Write out the entries again. Match each one exactly.

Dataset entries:
○ ○ ○
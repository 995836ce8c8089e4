// Copyright 2025 Neuraville Inc.
// SPDX-License-Identifier: Apache-2.0

//! # neurobridge core types
//!
//! Types shared by every simulator backend:
//! - **Identity**: [`Gid`], the global cell identifier used by parallel engines
//! - **Synapses**: [`SynapseType`] and the framework-wide [`DEFAULT_WEIGHT`]
//! - **Cell types**: [`CellTypeCapabilities`] and [`CellTypeDescriptor`], the
//!   record a backend hands to the population/connection framework

/// Crate version from Cargo.toml
pub const VERSION: &str = env!("CARGO_PKG_VERSION");

pub mod celltype;
pub mod ids;
pub mod synapse;

pub use celltype::{CellTypeCapabilities, CellTypeDescriptor, RECORDABLE_REGIME, RECORDABLE_SPIKES};
pub use ids::Gid;
pub use synapse::{SynapseType, SynapseTypeParseError, DEFAULT_WEIGHT};
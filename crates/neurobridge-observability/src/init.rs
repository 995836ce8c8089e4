// Copyright 2025 Neuraville Inc.
// SPDX-License-Identifier: Apache-2.0

//! Unified logging initialization
//!
//! Console logging is always available. With the `file-logging` feature, logs
//! are additionally written to a timestamped run folder with per-crate files
//! and retention cleanup.

use anyhow::{anyhow, Result};
use tracing_subscriber::layer::SubscriberExt;
use tracing_subscriber::util::SubscriberInitExt;
use tracing_subscriber::{EnvFilter, Layer, Registry};

use crate::cli::CrateDebugFlags;
use crate::config::{LogFormat, LoggingOptions};

#[cfg(feature = "file-logging")]
use std::path::{Path, PathBuf};

/// Build the filter shared by every layer
fn build_filter(debug_flags: &CrateDebugFlags, options: &LoggingOptions) -> Result<EnvFilter> {
    let filter = debug_flags.to_filter_string(&options.level.to_lowercase());
    EnvFilter::try_new(&filter).map_err(|e| anyhow!("invalid log filter '{}': {}", filter, e))
}

/// Initialize console-only logging
///
/// # Errors
///
/// Fails if the filter is malformed or a global subscriber is already set.
pub fn init_console_logging(debug_flags: &CrateDebugFlags, options: &LoggingOptions) -> Result<()> {
    let env_filter = build_filter(debug_flags, options)?;

    let console_layer = match options.format {
        LogFormat::Text => tracing_subscriber::fmt::layer()
            .with_target(false)
            .with_file(false)
            .with_line_number(false)
            .with_filter(env_filter)
            .boxed(),
        LogFormat::Json => tracing_subscriber::fmt::layer()
            .with_target(true)
            .json()
            .with_filter(env_filter)
            .boxed(),
    };

    Registry::default()
        .with(console_layer)
        .try_init()
        .map_err(|e| anyhow!("failed to install logging subscriber: {}", e))
}

/// Keeps file writers alive; logs are flushed when dropped
#[cfg(feature = "file-logging")]
pub struct LoggingGuard {
    _file_guards: Vec<tracing_appender::non_blocking::WorkerGuard>,
    log_dir: PathBuf,
}

#[cfg(feature = "file-logging")]
impl LoggingGuard {
    pub fn log_dir(&self) -> &Path {
        &self.log_dir
    }
}

/// Initialize logging with file output and console output
///
/// Creates a timestamped folder structure:
/// ```text
/// ./logs/
///   └── run_20250101_120000/
///       ├── neurobridge-nest.log
///       ├── neurobridge-neuron.log
///       └── neurobridge.log (combined)
/// ```
#[cfg(feature = "file-logging")]
pub fn init_logging(debug_flags: &CrateDebugFlags, options: &LoggingOptions) -> Result<LoggingGuard> {
    use anyhow::Context;
    use chrono::Utc;
    use tracing_appender::rolling;

    let base_log_dir = options
        .log_dir
        .clone()
        .unwrap_or_else(|| PathBuf::from("./logs"));

    let timestamp = Utc::now().format("%Y%m%d_%H%M%S");
    let run_folder = base_log_dir.join(format!("run_{}", timestamp));
    std::fs::create_dir_all(&run_folder)
        .with_context(|| format!("Failed to create log directory: {}", run_folder.display()))?;

    cleanup_old_logs(&base_log_dir, options.retention_days, options.retention_runs)?;

    let mut layers = Vec::new();
    let mut file_guards = Vec::new();

    let console_layer = tracing_subscriber::fmt::layer()
        .with_target(false)
        .with_file(false)
        .with_line_number(false)
        .with_filter(build_filter(debug_flags, options)?);
    layers.push(console_layer.boxed());

    for crate_name in crate::KNOWN_CRATES {
        let file_appender = rolling::daily(&run_folder, format!("{}.log", crate_name));
        let (non_blocking, guard) = tracing_appender::non_blocking(file_appender);
        file_guards.push(guard);

        let file_layer = tracing_subscriber::fmt::layer()
            .with_writer(non_blocking)
            .with_target(true)
            .with_file(true)
            .with_line_number(true)
            .json()
            .with_filter(EnvFilter::new(format!(
                "{}=debug,off",
                crate::crate_target(crate_name)
            )))
            .boxed();

        layers.push(file_layer);
    }

    let combined_appender = rolling::daily(&run_folder, "neurobridge.log");
    let (combined_non_blocking, combined_guard) = tracing_appender::non_blocking(combined_appender);
    let combined_layer = tracing_subscriber::fmt::layer()
        .with_writer(combined_non_blocking)
        .with_target(true)
        .with_file(true)
        .with_line_number(true)
        .json()
        .with_filter(build_filter(debug_flags, options)?)
        .boxed();
    layers.push(combined_layer);

    Registry::default()
        .with(layers)
        .try_init()
        .map_err(|e| anyhow!("failed to install logging subscriber: {}", e))?;

    file_guards.push(combined_guard);

    Ok(LoggingGuard {
        _file_guards: file_guards,
        log_dir: run_folder,
    })
}

/// Remove run folders older than `retention_days`, then keep only the newest
/// `retention_runs`.
#[cfg(feature = "file-logging")]
fn cleanup_old_logs(base_log_dir: &Path, retention_days: u64, retention_runs: usize) -> Result<()> {
    use chrono::{NaiveDateTime, Utc};

    if !base_log_dir.exists() {
        return Ok(());
    }

    let cutoff = Utc::now().naive_utc() - chrono::Duration::days(retention_days as i64);

    let mut runs: Vec<(PathBuf, NaiveDateTime)> = Vec::new();
    for entry in std::fs::read_dir(base_log_dir)? {
        let path = entry?.path();
        if !path.is_dir() {
            continue;
        }
        let stamp = path
            .file_name()
            .and_then(|n| n.to_str())
            .and_then(|n| n.strip_prefix("run_"))
            .and_then(|s| NaiveDateTime::parse_from_str(s, "%Y%m%d_%H%M%S").ok());
        if let Some(stamp) = stamp {
            runs.push((path, stamp));
        }
    }

    // oldest first
    runs.sort_by_key(|(_, stamp)| *stamp);

    let mut kept = Vec::new();
    for (path, stamp) in runs {
        if stamp < cutoff {
            if let Err(e) = std::fs::remove_dir_all(&path) {
                tracing::warn!("Failed to remove old log directory {}: {}", path.display(), e);
            }
        } else {
            kept.push(path);
        }
    }

    if kept.len() > retention_runs {
        let excess = kept.len() - retention_runs;
        for path in kept.iter().take(excess) {
            if let Err(e) = std::fs::remove_dir_all(path) {
                tracing::warn!("Failed to remove old log directory {}: {}", path.display(), e);
            }
        }
    }

    Ok(())
}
○ ○ ○
**Answer space**
repository 995836ce8c8089e4
// Copyright 2025 Neuraville Inc.
// SPDX-License-Identifier: Apache-2.0

//! # neurobridge core types
//!
//! Types shared by every simulator backend:
//! - **Identity**: [`Gid`], the global cell identifier used by parallel engines
//! - **Synapses**: [`SynapseType`] and the framework-wide [`DEFAULT_WEIGHT`]
//! - **Cell types**: [`CellTypeCapabilities`] and [`CellTypeDescriptor`], the
//!   record a backend hands to the population/connection framework

/// Crate version from Cargo.toml
pub const VERSION: &str = env!("CARGO_PKG_VERSION");

pub mod celltype;
pub mod ids;
pub mod synapse;

pub use celltype::{CellTypeCapabilities, CellTypeDescriptor, RECORDABLE_REGIME, RECORDABLE_SPIKES};
pub use ids::Gid;
pub use synapse::{SynapseType, SynapseTypeParseError, DEFAULT_WEIGHT};
filename crates/neurobridge-observability/src/init.rs
repository 995836ce8c8089e4
// Copyright 2025 Neuraville Inc.
// SPDX-License-Identifier: Apache-2.0

//! Unified logging initialization
//!
//! Console logging is always available. With the `file-logging` feature, logs
//! are additionally written to a timestamped run folder with per-crate files
//! and retention cleanup.

use anyhow::{anyhow, Result};
use tracing_subscriber::layer::SubscriberExt;
use tracing_subscriber::util::SubscriberInitExt;
use tracing_subscriber::{EnvFilter, Layer, Registry};

use crate::cli::CrateDebugFlags;
use crate::config::{LogFormat, LoggingOptions};

#[cfg(feature = "file-logging")]
use std::path::{Path, PathBuf};

/// Build the filter shared by every layer
fn build_filter(debug_flags: &CrateDebugFlags, options: &LoggingOptions) -> Result<EnvFilter> {
    let filter = debug_flags.to_filter_string(&options.level.to_lowercase());
    EnvFilter::try_new(&filter).map_err(|e| anyhow!("invalid log filter '{}': {}", filter, e))
}

/// Initialize console-only logging
///
/// # Errors
///
/// Fails if the filter is malformed or a global subscriber is already set.
pub fn init_console_logging(debug_flags: &CrateDebugFlags, options: &LoggingOptions) -> Result<()> {
    let env_filter = build_filter(debug_flags, options)?;

    let console_layer = match options.format {
        LogFormat::Text => tracing_subscriber::fmt::layer()
            .with_target(false)
            .with_file(false)
            .with_line_number(false)
            .with_filter(env_filter)
            .boxed(),
        LogFormat::Json => tracing_subscriber::fmt::layer()
            .with_target(true)
            .json()
            .with_filter(env_filter)
            .boxed(),
    };

    Registry::default()
        .with(console_layer)
        .try_init()
        .map_err(|e| anyhow!("failed to install logging subscriber: {}", e))
}

/// Keeps file writers alive; logs are flushed when dropped
#[cfg(feature = "file-logging")]
pub struct LoggingGuard {
    _file_guards: Vec<tracing_appender::non_blocking::WorkerGuard>,
    log_dir: PathBuf,
}

#[cfg(feature = "file-logging")]
impl LoggingGuard {
    pub fn log_dir(&self) -> &Path {
        &self.log_dir
    }
}

/// Initialize logging with file output and console output
///
/// Creates a timestamped folder structure:
/// ```text
/// ./logs/
///   └── run_20250101_120000/
///       ├── neurobridge-nest.log
///       ├── neurobridge-neuron.log
///       └── neurobridge.log (combined)
/// ```
#[cfg(feature = "file-logging")]
pub fn init_logging(debug_flags: &CrateDebugFlags, options: &LoggingOptions) -> Result<LoggingGuard> {
    use anyhow::Context;
    use chrono::Utc;
    use tracing_appender::rolling;

    let base_log_dir = options
        .log_dir
        .clone()
        .unwrap_or_else(|| PathBuf::from("./logs"));

    let timestamp = Utc::now().format("%Y%m%d_%H%M%S");
    let run_folder = base_log_dir.join(format!("run_{}", timestamp));
    std::fs::create_dir_all(&run_folder)
        .with_context(|| format!("Failed to create log directory: {}", run_folder.display()))?;

    cleanup_old_logs(&base_log_dir, options.retention_days, options.retention_runs)?;

    let mut layers = Vec::new();
    let mut file_guards = Vec::new();

    let console_layer = tracing_subscriber::fmt::layer()
        .with_target(false)
        .with_file(false)
        .with_line_number(false)
        .with_filter(build_filter(debug_flags, options)?);
    layers.push(console_layer.boxed());

    for crate_name in crate::KNOWN_CRATES {
        let file_appender = rolling::daily(&run_folder, format!("{}.log", crate_name));
        let (non_blocking, guard) = tracing_appender::non_blocking(file_appender);
        file_guards.push(guard);

        let file_layer = tracing_subscriber::fmt::layer()
            .with_writer(non_blocking)
            .with_target(true)
            .with_file(true)
            .with_line_number(true)
            .json()
            .with_filter(EnvFilter::new(format!(
                "{}=debug,off",
                crate::crate_target(crate_name)
            )))
            .boxed();

        layers.push(file_layer);
    }

    let combined_appender = rolling::daily(&run_folder, "neurobridge.log");
    let (combined_non_blocking, combined_guard) = tracing_appender::non_blocking(combined_appender);
    let combined_layer = tracing_subscriber::fmt::layer()
        .with_writer(combined_non_blocking)
        .with_target(true)
        .with_file(true)
        .with_line_number(true)
        .json()
        .with_filter(build_filter(debug_flags, options)?)
        .boxed();
    layers.push(combined_layer);

    Registry::default()
        .with(layers)
        .try_init()
        .map_err(|e| anyhow!("failed to install logging subscriber: {}", e))?;

    file_guards.push(combined_guard);

    Ok(LoggingGuard {
        _file_guards: file_guards,
        log_dir: run_folder,
    })
}

/// Remove run folders older than `retention_days`, then keep only the newest
/// `retention_runs`.
#[cfg(feature = "file-logging")]
fn cleanup_old_logs(base_log_dir: &Path, retention_days: u64, retention_runs: usize) -> Result<()> {
    use chrono::{NaiveDateTime, Utc};

    if !base_log_dir.exists() {
        return Ok(());
    }

    let cutoff = Utc::now().naive_utc() - chrono::Duration::days(retention_days as i64);

    let mut runs: Vec<(PathBuf, NaiveDateTime)> = Vec::new();
    for entry in std::fs::read_dir(base_log_dir)? {
        let path = entry?.path();
        if !path.is_dir() {
            continue;
        }
        let stamp = path
            .file_name()
            .and_then(|n| n.to_str())
            .and_then(|n| n.strip_prefix("run_"))
            .and_then(|s| NaiveDateTime::parse_from_str(s, "%Y%m%d_%H%M%S").ok());
        if let Some(stamp) = stamp {
            runs.push((path, stamp));
        }
    }

    // oldest first
    runs.sort_by_key(|(_, stamp)| *stamp);

    let mut kept = Vec::new();
    for (path, stamp) in runs {
        if stamp < cutoff {
            if let Err(e) = std::fs::remove_dir_all(&path) {
                tracing::warn!("Failed to remove old log directory {}: {}", path.display(), e);
            }
        } else {
            kept.push(path);
        }
    }

    if kept.len() > retention_runs {
        let excess = kept.len() - retention_runs;
        for path in kept.iter().take(excess) {
            if let Err(e) = std::fs::remove_dir_all(path) {
                tracing::warn!("Failed to remove old log directory {}: {}", path.display(), e);
            }
        }
    }

    Ok(())
}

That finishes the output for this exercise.